• **WHAT TO DO**:
Using the material below, print the line that contains "filename crates/promptgate-firewall/src/sanitize.rs", the line that contains "it returns a", and every line in between, exactly and nothing else.

• **EXCERPTED DATA**:
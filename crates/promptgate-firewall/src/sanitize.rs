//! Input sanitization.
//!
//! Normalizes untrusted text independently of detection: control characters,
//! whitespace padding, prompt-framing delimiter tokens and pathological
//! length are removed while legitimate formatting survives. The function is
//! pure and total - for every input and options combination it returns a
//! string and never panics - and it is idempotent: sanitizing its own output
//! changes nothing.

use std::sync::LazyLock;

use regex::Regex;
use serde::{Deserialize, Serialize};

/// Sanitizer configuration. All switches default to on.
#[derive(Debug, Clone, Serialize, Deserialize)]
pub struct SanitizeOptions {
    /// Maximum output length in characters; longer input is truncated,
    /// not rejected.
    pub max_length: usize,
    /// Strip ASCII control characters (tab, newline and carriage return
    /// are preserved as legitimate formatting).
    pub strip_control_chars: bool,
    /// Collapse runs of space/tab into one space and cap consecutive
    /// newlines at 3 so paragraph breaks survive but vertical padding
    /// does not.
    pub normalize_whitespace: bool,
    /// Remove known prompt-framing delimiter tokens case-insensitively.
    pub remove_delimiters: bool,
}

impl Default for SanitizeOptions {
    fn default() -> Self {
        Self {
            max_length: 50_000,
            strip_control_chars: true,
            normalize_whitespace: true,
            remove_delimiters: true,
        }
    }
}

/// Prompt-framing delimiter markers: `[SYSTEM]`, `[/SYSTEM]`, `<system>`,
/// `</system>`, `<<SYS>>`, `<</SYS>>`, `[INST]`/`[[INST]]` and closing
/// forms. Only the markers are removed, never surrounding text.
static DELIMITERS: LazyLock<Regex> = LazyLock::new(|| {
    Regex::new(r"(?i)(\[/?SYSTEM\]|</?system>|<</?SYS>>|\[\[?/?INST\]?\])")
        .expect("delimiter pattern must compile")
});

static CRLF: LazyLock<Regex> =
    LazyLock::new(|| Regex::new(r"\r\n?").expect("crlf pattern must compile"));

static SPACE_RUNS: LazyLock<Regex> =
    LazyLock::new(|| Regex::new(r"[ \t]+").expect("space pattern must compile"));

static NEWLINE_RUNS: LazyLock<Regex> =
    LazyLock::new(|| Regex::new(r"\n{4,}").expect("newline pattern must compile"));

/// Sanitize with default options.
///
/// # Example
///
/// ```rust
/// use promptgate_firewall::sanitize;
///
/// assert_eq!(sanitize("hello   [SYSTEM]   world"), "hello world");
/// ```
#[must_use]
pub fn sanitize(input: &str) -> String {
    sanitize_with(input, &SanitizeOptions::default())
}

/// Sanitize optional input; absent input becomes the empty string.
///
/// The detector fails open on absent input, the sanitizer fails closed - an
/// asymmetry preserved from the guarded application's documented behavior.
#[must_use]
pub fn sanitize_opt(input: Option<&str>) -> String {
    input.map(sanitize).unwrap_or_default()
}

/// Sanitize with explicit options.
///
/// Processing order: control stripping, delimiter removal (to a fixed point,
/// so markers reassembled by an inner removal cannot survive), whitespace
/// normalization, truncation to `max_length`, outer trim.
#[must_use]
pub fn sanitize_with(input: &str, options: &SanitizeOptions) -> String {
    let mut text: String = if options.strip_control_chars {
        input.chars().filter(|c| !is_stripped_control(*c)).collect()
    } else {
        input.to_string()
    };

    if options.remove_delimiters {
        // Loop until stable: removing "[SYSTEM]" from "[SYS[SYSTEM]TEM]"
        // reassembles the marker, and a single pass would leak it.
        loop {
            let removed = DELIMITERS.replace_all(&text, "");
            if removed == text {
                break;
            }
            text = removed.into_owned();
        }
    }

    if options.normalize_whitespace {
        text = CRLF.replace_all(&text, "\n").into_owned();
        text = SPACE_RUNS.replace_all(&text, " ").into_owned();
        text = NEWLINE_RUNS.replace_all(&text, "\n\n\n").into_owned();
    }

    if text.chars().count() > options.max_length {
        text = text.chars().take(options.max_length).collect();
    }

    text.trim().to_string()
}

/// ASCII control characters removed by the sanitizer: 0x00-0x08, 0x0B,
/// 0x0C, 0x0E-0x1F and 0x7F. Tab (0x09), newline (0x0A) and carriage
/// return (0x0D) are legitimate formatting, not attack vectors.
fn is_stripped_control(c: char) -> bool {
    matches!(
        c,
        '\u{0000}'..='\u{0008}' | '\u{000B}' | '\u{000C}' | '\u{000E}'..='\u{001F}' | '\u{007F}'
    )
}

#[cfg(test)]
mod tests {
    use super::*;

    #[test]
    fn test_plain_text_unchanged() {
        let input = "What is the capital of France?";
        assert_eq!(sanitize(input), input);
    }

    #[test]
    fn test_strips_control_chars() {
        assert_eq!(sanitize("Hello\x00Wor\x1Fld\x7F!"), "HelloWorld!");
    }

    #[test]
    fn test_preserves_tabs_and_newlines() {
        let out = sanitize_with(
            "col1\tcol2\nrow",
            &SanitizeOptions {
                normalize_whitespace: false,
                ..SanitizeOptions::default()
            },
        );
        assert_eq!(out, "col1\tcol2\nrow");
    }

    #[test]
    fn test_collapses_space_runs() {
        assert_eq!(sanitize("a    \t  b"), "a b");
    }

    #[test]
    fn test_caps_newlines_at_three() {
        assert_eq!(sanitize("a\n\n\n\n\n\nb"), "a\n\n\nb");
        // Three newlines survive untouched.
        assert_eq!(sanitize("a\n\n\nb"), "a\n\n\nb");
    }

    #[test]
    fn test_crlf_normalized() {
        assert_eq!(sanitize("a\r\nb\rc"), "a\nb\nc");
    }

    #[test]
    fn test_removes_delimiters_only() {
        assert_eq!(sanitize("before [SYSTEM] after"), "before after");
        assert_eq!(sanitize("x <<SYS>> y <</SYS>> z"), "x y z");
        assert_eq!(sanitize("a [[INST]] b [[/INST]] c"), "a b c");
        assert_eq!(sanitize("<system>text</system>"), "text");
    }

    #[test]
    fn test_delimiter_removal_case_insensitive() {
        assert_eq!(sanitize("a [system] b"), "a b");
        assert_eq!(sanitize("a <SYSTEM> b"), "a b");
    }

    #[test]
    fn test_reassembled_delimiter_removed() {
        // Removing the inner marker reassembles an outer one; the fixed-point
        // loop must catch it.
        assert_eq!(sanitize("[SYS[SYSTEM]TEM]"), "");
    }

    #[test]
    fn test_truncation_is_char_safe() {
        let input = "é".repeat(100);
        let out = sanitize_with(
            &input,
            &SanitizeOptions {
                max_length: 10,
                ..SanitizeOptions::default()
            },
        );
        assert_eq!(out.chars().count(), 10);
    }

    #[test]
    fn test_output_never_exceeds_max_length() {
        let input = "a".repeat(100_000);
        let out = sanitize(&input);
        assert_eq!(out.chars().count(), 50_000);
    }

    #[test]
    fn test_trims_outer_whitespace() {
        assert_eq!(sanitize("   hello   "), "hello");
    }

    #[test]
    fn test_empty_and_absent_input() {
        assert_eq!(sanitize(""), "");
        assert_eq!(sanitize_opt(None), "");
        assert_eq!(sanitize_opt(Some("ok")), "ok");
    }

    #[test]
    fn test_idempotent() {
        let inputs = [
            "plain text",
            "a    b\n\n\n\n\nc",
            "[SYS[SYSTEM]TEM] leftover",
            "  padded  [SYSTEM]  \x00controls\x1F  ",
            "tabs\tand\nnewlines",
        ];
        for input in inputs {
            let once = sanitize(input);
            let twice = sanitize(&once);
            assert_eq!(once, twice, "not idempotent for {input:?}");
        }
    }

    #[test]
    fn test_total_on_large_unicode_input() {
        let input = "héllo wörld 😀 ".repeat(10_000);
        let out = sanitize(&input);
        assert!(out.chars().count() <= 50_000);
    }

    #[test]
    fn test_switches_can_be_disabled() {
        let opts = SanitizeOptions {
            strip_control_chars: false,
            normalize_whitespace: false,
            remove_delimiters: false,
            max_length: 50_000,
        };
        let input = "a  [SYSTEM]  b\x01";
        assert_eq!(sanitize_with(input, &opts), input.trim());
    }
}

* * *

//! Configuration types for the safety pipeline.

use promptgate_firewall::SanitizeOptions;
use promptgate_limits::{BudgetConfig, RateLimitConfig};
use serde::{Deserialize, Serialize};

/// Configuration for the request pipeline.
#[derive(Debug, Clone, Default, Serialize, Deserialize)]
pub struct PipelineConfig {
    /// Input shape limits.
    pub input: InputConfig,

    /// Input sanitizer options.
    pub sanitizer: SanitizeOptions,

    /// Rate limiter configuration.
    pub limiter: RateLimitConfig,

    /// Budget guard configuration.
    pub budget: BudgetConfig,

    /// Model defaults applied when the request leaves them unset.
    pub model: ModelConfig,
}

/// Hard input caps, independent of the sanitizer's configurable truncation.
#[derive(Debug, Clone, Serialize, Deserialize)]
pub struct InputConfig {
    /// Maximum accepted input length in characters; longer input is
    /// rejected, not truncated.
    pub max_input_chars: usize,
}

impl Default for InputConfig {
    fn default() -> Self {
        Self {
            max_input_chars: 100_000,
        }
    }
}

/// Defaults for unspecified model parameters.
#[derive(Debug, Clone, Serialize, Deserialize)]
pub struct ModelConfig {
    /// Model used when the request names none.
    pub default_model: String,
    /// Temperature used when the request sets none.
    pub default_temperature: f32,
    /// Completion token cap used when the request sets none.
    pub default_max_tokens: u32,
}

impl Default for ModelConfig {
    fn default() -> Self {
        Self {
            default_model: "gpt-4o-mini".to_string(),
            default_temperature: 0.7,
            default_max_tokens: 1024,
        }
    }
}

• **SOLUTION FOR THIS TASK**:
filename crates/promptgate-firewall/src/sanitize.rs
//! Input sanitization.
//!
//! Normalizes untrusted text independently of detection: control characters,
//! whitespace padding, prompt-framing delimiter tokens and pathological
//! length are removed while legitimate formatting survives. The function is
//! pure and total - for every input and options combination it returns a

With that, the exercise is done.